» WORK REQUIRED
One part of the entries below is wanted: the lines from the one containing "result = host.wait()" through the one containing "filename src/lifecycle/shutdown.rs". Write those out exactly and nothing else.

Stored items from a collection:

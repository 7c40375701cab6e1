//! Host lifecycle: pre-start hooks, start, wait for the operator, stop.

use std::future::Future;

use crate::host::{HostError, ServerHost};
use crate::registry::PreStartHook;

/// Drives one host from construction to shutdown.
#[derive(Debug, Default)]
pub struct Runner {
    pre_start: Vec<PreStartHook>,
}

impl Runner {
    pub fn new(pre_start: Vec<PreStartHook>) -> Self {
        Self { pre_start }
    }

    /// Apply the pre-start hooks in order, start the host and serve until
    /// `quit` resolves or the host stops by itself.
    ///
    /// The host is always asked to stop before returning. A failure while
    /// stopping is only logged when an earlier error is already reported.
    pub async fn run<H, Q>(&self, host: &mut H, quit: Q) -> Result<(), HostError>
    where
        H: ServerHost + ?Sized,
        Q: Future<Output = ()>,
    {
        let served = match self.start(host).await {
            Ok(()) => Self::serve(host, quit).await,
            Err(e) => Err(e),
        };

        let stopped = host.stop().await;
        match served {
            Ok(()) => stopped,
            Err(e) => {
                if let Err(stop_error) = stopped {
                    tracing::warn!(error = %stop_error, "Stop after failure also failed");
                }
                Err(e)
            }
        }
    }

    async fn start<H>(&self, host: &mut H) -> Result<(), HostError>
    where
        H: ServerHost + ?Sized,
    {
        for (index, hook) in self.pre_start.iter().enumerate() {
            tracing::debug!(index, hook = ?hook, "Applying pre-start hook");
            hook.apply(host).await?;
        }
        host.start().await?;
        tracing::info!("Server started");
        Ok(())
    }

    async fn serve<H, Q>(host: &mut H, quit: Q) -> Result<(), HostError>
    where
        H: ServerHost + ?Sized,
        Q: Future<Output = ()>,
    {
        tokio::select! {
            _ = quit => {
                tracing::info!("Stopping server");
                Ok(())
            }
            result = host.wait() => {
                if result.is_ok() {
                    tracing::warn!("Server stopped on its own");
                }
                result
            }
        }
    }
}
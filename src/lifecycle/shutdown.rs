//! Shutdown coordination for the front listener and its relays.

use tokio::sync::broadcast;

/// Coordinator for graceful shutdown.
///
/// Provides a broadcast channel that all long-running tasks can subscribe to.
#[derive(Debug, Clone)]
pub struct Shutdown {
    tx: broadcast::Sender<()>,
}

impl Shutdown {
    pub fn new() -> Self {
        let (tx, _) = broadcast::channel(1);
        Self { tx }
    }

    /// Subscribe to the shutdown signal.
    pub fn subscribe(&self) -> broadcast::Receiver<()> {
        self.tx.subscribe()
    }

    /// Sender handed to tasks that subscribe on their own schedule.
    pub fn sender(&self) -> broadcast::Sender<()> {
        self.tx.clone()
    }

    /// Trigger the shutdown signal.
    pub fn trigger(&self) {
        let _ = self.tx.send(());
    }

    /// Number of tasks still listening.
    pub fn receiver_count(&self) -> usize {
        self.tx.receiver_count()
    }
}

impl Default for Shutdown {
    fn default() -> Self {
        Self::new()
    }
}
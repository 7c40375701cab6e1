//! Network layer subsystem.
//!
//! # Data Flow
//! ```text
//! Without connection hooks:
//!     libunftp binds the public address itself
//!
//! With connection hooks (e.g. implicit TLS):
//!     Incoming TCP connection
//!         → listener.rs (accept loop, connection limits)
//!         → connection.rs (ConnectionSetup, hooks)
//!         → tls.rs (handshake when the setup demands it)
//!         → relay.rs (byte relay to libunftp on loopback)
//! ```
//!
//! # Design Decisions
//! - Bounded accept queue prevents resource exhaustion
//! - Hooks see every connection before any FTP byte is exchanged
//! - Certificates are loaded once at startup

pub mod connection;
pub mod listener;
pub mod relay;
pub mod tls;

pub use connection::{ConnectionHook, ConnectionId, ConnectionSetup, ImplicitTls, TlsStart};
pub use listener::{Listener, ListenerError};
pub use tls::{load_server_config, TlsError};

» TASK RESPONSE
            result = host.wait() => {
                if result.is_ok() {
                    tracing::warn!("Server stopped on its own");
                }
                result
            }
        }
    }
}
filename src/lifecycle/shutdown.rs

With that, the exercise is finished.